This Georgia institution is using motion capture technology to develop detailed virtual anatomical models and study the kinesthetics of dance.
- By Meg Lloyd, David Raths
Instructional technologists and faculty at Darton College (GA), one of the two-year colleges in the University System of Georgia, are building on a history of innovation in 3D imaging of the human body. In 2006, they were recognized as Campus Technology Innovators for their work in rendering stereoscopic 3D images for the study of human anatomy and physiology (see campustechnology.com/articles/2006/07/2006-campus-technology-innovators-3D.aspx).
Since then, technologists at the school have pushed ahead into the realm of motion capture—technology that allows students to examine the motions of the human body in precise, 3D anatomical detail. One of the first applications is a unique pairing of motion capture with virtual anatomical modeling, used in the dance department to analyze the subtle movements of a dancer’s body. Leading the project: Darryn Ostrander, director of the Instructional Technology department, along with key contributors Andrew Lenard, web designer, and Michael Watson, instructional technology specialist.
In a recording studio equipped with OptiTrack Foundation Motion Capture technology from NaturalPoint, eight cameras optically track 34 sensors on a dancer’s suit and gather full-body motion data. The raw motion data is exported in a common format, rendered in three dimensions with 3D Studio Max software (now known as 3ds Max) from Autodesk, and mapped onto a Human Anatomy Model from Zygote Media Group—creating a virtual dancer. The virtual performer is anatomically accurate and faithfully reproduces the exact movements of the recorded dancer.
Vendor & Product Details
Zygote Media Group: 3dscience.com/3D_Models
As Ostrander explains, the system puts 360-degree viewing controls in the hands of instructors and their students, who can review the recording of a dancer from many different angles as they critique interpretation as well as technique. They can study the anatomy of the dancer in three-dimensional space and analyze every movement more fully than would be possible even with a live dancer in a traditional studio with mirrored walls. “Dance is the type of thing that’s normally done only ‘in the moment,’” says Ostrander, “but we are able to freeze the dancer’s recorded motions and play them forward or backward, more slowly or faster, [and from various angles], to view all the intricacies of the dance.”

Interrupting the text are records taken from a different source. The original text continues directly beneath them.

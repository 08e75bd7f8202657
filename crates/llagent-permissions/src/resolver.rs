//! ASK drivers.
//!
//! [`AskResolver`] is the seam between the agent loop and whoever answers a
//! permission prompt. [`TtyResolver`] blocks on a single raw keystroke at
//! the terminal; the API driver lives in the runtime crate on top of
//! [`crate::AsyncPermissionEngine`].

use std::io::Write;

use async_trait::async_trait;
use crossterm::event::{Event, KeyCode, KeyEvent};
use tracing::warn;

use crate::policy::SharedPolicy;
use crate::types::{PermissionRequest, PermissionResponse, PermissionScope, PermissionState};

/// Answers an ASK decision for one request.
#[async_trait]
pub trait AskResolver: Send + Sync {
    /// Resolve the request to a user decision.
    async fn resolve(&self, request: &PermissionRequest) -> PermissionResponse;
}

/// Apply a session-scoped response to the shared policy.
pub fn apply_session_scope(
    policy: &SharedPolicy,
    request: &PermissionRequest,
    response: PermissionResponse,
) {
    if response.scope() != PermissionScope::Session {
        return;
    }
    let state = if response.is_allowed() {
        PermissionState::AllowSession
    } else {
        PermissionState::DenySession
    };
    policy.lock().set_session_override(request.session_key(), state);
}

// ─────────────────────────────────────────────────────────────────────────────
// TTY driver
// ─────────────────────────────────────────────────────────────────────────────

const PROMPT_WIDTH: usize = 60;

/// Render the boxed ASCII permission prompt.
#[must_use]
pub fn render_prompt(request: &PermissionRequest) -> String {
    let mut out = String::from("\n");

    let mut header = format!("+-- PERMISSION: {} ", request.tool_name);
    while header.len() < PROMPT_WIDTH - 1 {
        header.push('-');
    }
    header.push('+');
    out.push_str(&header);
    out.push('\n');

    if !request.details.is_empty() {
        out.push_str(&format!("| {}\n", request.details));
    }
    if !request.description.is_empty() {
        out.push_str(&format!("| {}\n", request.description));
    }
    if request.is_dangerous {
        out.push_str("| WARNING: Potentially dangerous operation\n");
    }

    let mut footer = String::from("+");
    while footer.len() < PROMPT_WIDTH - 1 {
        footer.push('-');
    }
    footer.push('+');
    out.push_str(&footer);
    out.push('\n');

    out.push_str("| [y]es  [n]o  [a]lways  [d]eny always: ");
    out
}

/// Map a keystroke to a decision. Anything unrecognized denies once.
#[must_use]
pub fn response_for_key(key: char) -> PermissionResponse {
    match key {
        'y' | 'Y' => PermissionResponse::AllowOnce,
        'a' | 'A' => PermissionResponse::AllowAlways,
        'd' | 'D' => PermissionResponse::DenyAlways,
        _ => PermissionResponse::DenyOnce,
    }
}

/// Blocking terminal prompt reading one unbuffered keystroke.
pub struct TtyResolver {
    policy: SharedPolicy,
}

impl TtyResolver {
    /// Create a resolver applying session answers to `policy`.
    #[must_use]
    pub fn new(policy: SharedPolicy) -> Self {
        Self { policy }
    }

    fn prompt_blocking(request: &PermissionRequest) -> PermissionResponse {
        let mut stdout = std::io::stdout();
        let _ = write!(stdout, "{}", render_prompt(request));
        let _ = stdout.flush();

        let key = read_single_key().unwrap_or('n');
        let _ = writeln!(stdout, "{key}");

        response_for_key(key)
    }
}

fn read_single_key() -> Option<char> {
    if crossterm::terminal::enable_raw_mode().is_err() {
        return None;
    }
    let key = loop {
        match crossterm::event::read() {
            Ok(Event::Key(KeyEvent { code, .. })) => match code {
                KeyCode::Char(c) => break Some(c),
                KeyCode::Esc | KeyCode::Enter => break Some('n'),
                _ => continue,
            },
            Ok(_) => continue,
            Err(e) => {
                warn!(error = %e, "failed to read permission keystroke");
                break None;
            }
        }
    };
    let _ = crossterm::terminal::disable_raw_mode();
    key
}

#[async_trait]
impl AskResolver for TtyResolver {
    async fn resolve(&self, request: &PermissionRequest) -> PermissionResponse {
        let req = request.clone();
        let response = tokio::task::spawn_blocking(move || Self::prompt_blocking(&req))
            .await
            .unwrap_or(PermissionResponse::DenyOnce);
        apply_session_scope(&self.policy, request, response);
        response
    }
}

// ─────────────────────────────────────────────────────────────────────────────
// Tests
// ─────────────────────────────────────────────────────────────────────────────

Jennifer DeBritton, director of dance and a professor at Darton, comments on how the technology is used in her curriculum: “At Darton we now have a big push for online classes, but [in the past] I wasn’t sure how to make dance an online class. So far, I’ve been using this technology primarily in hybrid classes, or for ‘in-the-classroom’ classes. But I’m offering our first fully online class in dance this coming fall, in which the technology will be used for part of the material covered.” Due to the processing overhead of 3D rendering, the online students will access Flash videos rendered with pre-selected viewing angles and posted on the web. (For an example, see online.darton.edu/mocap/examples.html.) But the Flash format will still allow the student to play, pause, or replay the motion being studied as needed.
Students of dance someday may also be able to create their own performance videos with the system, DeBritton notes. “Students have gotten really excited about possibly using this in concerts—they want to see it in performance, which is a driving force for those who are dance majors.”
Going forward, the college is making plans for a motion capture facility that can be shared by the dance, athletics, theatre, allied health, occupational health, and nursing departments—and more innovative applications will surely follow.